I broke my ankle in 2017 and spent nearly 3 months
in rehab, which I assure you was no picnic. I became
very familiar with Matlock, and Hallmark movies.
I nearly lost my leg in the ordeal, due to infection, but gratefully I was spared having to go hippity-hopping everywhere. I didn’t do well on one leg for 9 weeks, I assure you.
I learned to tell stories (true ones) that kept the hired help entertained, and I learned to laugh at myself to keep from crying. Laughter is the best medicine.
I am Diabetic and have Narcolepsy. so there was plenty to talk about. The CNA’s and PT’s would often remark that I was so “interesting”. I found myself falling asleep during physical therapy and the therapist woud say “Linda, wake up” Yeah, they probably thought I was crazy.
Most of the other patients there were morose and mostly lifeless. Some wouldn’t even get out of bed all day long. I’m sure the hired help thought none of those stories I told were true. How could anyone be so upbeat and positive in a place like that?
That first night in rehab I sunk so low, I didn’t think there was any possibility of surviving this ordeal. It was impossible! I couldn’t put any weight on my broken leg – no weight bearing! -0–
I had to relearn how to do everything on one leg. Everything!! How to get out of bed, turn and sit in the wheelchair, all on one leg.
That was called “a transfer.” Now I wasn’t a small person, mind you, at 255 lbs. My legs were little spindles with most of the weight from the hips up.
You try standing on only one leg and pivoting around to sit down in a chair at the side of the bed. You are half drugged out of your mind (so you don’t feel the pain that your diabetic legs can’t feel anyway) LOL
It was almost a joke. And even funnier to watch if it wasn’t so pathetic.

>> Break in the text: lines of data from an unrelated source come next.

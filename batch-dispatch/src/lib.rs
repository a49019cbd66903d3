//! ```rust
//! use batch_dispatch::{DispatchError, Dispatcher};
//!
//! fn main() -> Result<(), DispatchError> {
//!   let report = Dispatcher::new(2)?
//!     .with_label("times_ten")
//!     .dispatch(vec![1, 2, 3, 4, 5], |x: &i32| {
//!       if *x == 3 {
//!         Err(format!("{} is unlucky", x))
//!       } else {
//!         Ok(x * 10)
//!       }
//!     })?;
//!
//!   // worker 0 gets [1, 3, 5], worker 1 gets [2, 4]; item 3 is logged and dropped
//!   assert_eq!(report.succeeded(), 4);
//!   assert_eq!(report.failures[0].item, 3);
//!
//!   Ok(())
//! }
//! ```

pub mod batch;
mod dispatcher;
mod error;
mod item;
pub mod report;
pub mod task;
mod worker;

pub use batch::{partition, Batch};
pub use dispatcher::Dispatcher;
pub use error::DispatchError;
pub use item::{RequestItem, ResponseItem};
pub use report::{DispatchReport, ItemFailure, WorkerFailure, WorkerFault};
pub use task::WorkerOutcome;
use crate::{
  batch::partition,
  error::DispatchError,
  item::{RequestItem, ResponseItem},
  report::DispatchReport,
  worker::run_workers,
};
use log::info;
use std::{convert::Infallible, fmt::Display};

/// Fans a flat list of requests out over a fixed number of worker threads and fans the responses
/// back in once every worker has finished
#[derive(Debug, Clone)]
pub struct Dispatcher {
  thread_count: usize,
  label: Option<&'static str>,
}

impl Dispatcher {
  /// Contract violations are rejected here, before any thread exists
  pub fn new(thread_count: usize) -> Result<Self, DispatchError> {
    if thread_count.eq(&0) {
      return Err(DispatchError::InvalidThreadCount(thread_count));
    }

    Ok(Dispatcher {
      thread_count,
      label: None,
    })
  }

  /// A single worker; items are performed one after another in input order
  pub fn serial() -> Self {
    Dispatcher {
      thread_count: 1,
      label: None,
    }
  }

  /// Name used in log records and worker thread names. Defaults to the request type name
  pub fn with_label(mut self, label: &'static str) -> Self {
    self.label = Some(label);
    self
  }

  pub fn thread_count(&self) -> usize {
    self.thread_count
  }

  fn label<R>(&self) -> String {
    match self.label {
      Some(label) => label.to_string(),
      None => tynm::type_name::<R>(),
    }
  }

  /// Invoke `action` exactly once per request across at most `thread_count` workers.
  ///
  /// Item `i` is worked by worker `i % thread_count`. A failed item is logged and dropped without
  /// disturbing its batch or sibling batches; a worker that dies is reported in
  /// [`DispatchReport::worker_failures`]
  pub fn dispatch<R, T, E, F>(
    &self,
    requests: Vec<R>,
    action: F,
  ) -> Result<DispatchReport<R, T, E>, DispatchError>
  where
    R: RequestItem,
    T: ResponseItem,
    E: Send + Display,
    F: Fn(&R) -> Result<T, E> + Sync,
  {
    self.dispatch_with_session(
      requests,
      || Ok::<(), Infallible>(()),
      move |_: &mut (), item: &R| action(item),
    )
  }

  /// Like [`Dispatcher::dispatch`], except each worker first opens its own session with `connect`
  /// and hands it to every call in its batch. A worker whose session cannot be opened attempts none
  /// of its items
  pub fn dispatch_with_session<R, S, T, E, C, CE, F>(
    &self,
    requests: Vec<R>,
    connect: C,
    action: F,
  ) -> Result<DispatchReport<R, T, E>, DispatchError>
  where
    R: RequestItem,
    T: ResponseItem,
    E: Send + Display,
    C: Fn() -> Result<S, CE> + Sync,
    CE: Display,
    F: Fn(&mut S, &R) -> Result<T, E> + Sync,
  {
    let label = self.label::<R>();

    if requests.is_empty() {
      info!("performed 0/0 {} actions", label);
      return Ok(DispatchReport::empty());
    }

    let attempted = requests.len();
    let batches = partition(requests, self.thread_count);

    let mut report = run_workers(&label, batches, &connect, &action)?;
    report.attempted = attempted;

    info!(
      "performed {}/{} {} actions",
      report.succeeded(),
      attempted,
      label
    );

    Ok(report)
  }

  /// Run [`Dispatcher::dispatch`] on the tokio blocking pool so async callers are not stalled by
  /// the blocking calls
  pub async fn spawn_dispatch<R, T, E, F>(
    &self,
    requests: Vec<R>,
    action: F,
  ) -> Result<DispatchReport<R, T, E>, DispatchError>
  where
    R: RequestItem + 'static,
    T: ResponseItem + 'static,
    E: Send + Display + 'static,
    F: Fn(&R) -> Result<T, E> + Send + Sync + 'static,
  {
    let dispatcher = self.clone();

    tokio::task::spawn_blocking(move || dispatcher.dispatch(requests, action))
      .await
      .map_err(|err| DispatchError::Join(err.to_string()))?
  }
}
use thiserror::Error;

/// Dispatch-level failures. Per-item remote failures never surface here; they are carried by
/// [`crate::DispatchReport`]
#[derive(Error, Debug, Clone, PartialEq, Eq)]
pub enum DispatchError {
  #[error("thread count must be at least 1, got {0}")]
  InvalidThreadCount(usize),
  #[error("{failed} of {workers} workers failed before finishing their batch")]
  WorkersFailed { failed: usize, workers: usize },
  #[error("dispatch task could not be joined: {0}")]
  Join(String),
}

Then getting into the bathroom was easy. They just “wheeled you in there”, but now you have to stand up again on one leg. pivot on that one leg, 3 or four times, now sit down. Oh no, you moved the portable stool as you sat down. Ooops. Well, I guess housekeeping can take care of the spills.
Finished? OK stand up again, pivot (oh the handicap bar helped a lot there). Now sit down again. “NO WAIT till I get the chair under you” Always feel with your hand around behind you and find the wheel chair handle to make sure the chair is there before you sit down”!!
WOW, I decided to remain in that chair the rest of the day. But after I went to bed that first night, as I said before, I went to a very dark dark place that I felt there was no escaping. It was hopeless.
I was sure I would suffer the same fate my own mother had experienced when her ankle never healed from a broken bone. She died! I was nearly the same age, and this was the same scenario.
- Broken ankle
- Survive Rehab
- Open Wound that had to heal
- Possibility of infection due to contamination from the pool water that I broke my ankle in
- And last but foremost in my mind was, “You’ll most likely loose your leg Sign here to say you understand the risk.”
If I cried, my head would stuff up and I couldn’t breathe, so DON’T CRY. and the final problem, you’ve got to sleep on your back (which I couldn’t do because mucus would drop down my throat and I couldn’t breathe) PERFECT!!
And there you have it. The horrible solution to an imperfect day.
- I’m going to die.
- I couldn’t sleep.
- I was weighed down with the jaws of death lying there opened wide, ready to swallow me up.
When I finally came to my senses, I realized I wasn’t ready to die, and I decided I was never going to go to that place again during this ordeal. I had to look to the light!
I turned on the light and kept it on at night and even during the day. From then on, I played music at night, I recorded memories of my life on my iphone, listened to Podcasts, I sometimes watched “I Love Lucy” or whatever was on TV to take my mind off myself. And from that moment on I never looked back, nor cried (until now)
To recap: to get through rehab, you must
- Stay away from despair,
- Get out of bed and stay up
- Attend physical therapy
- Tell your attendants stories from your life. Your life has been full of events that need to be told.
- Get a smart phone and start recording YOUR LIFE stories as you remember them.
- Record THIS experience, ALL of it, the good, the bad, and the ugly
And now LAUGH at the humor that you see in the memory. After all, “Laughter is the best medicine.”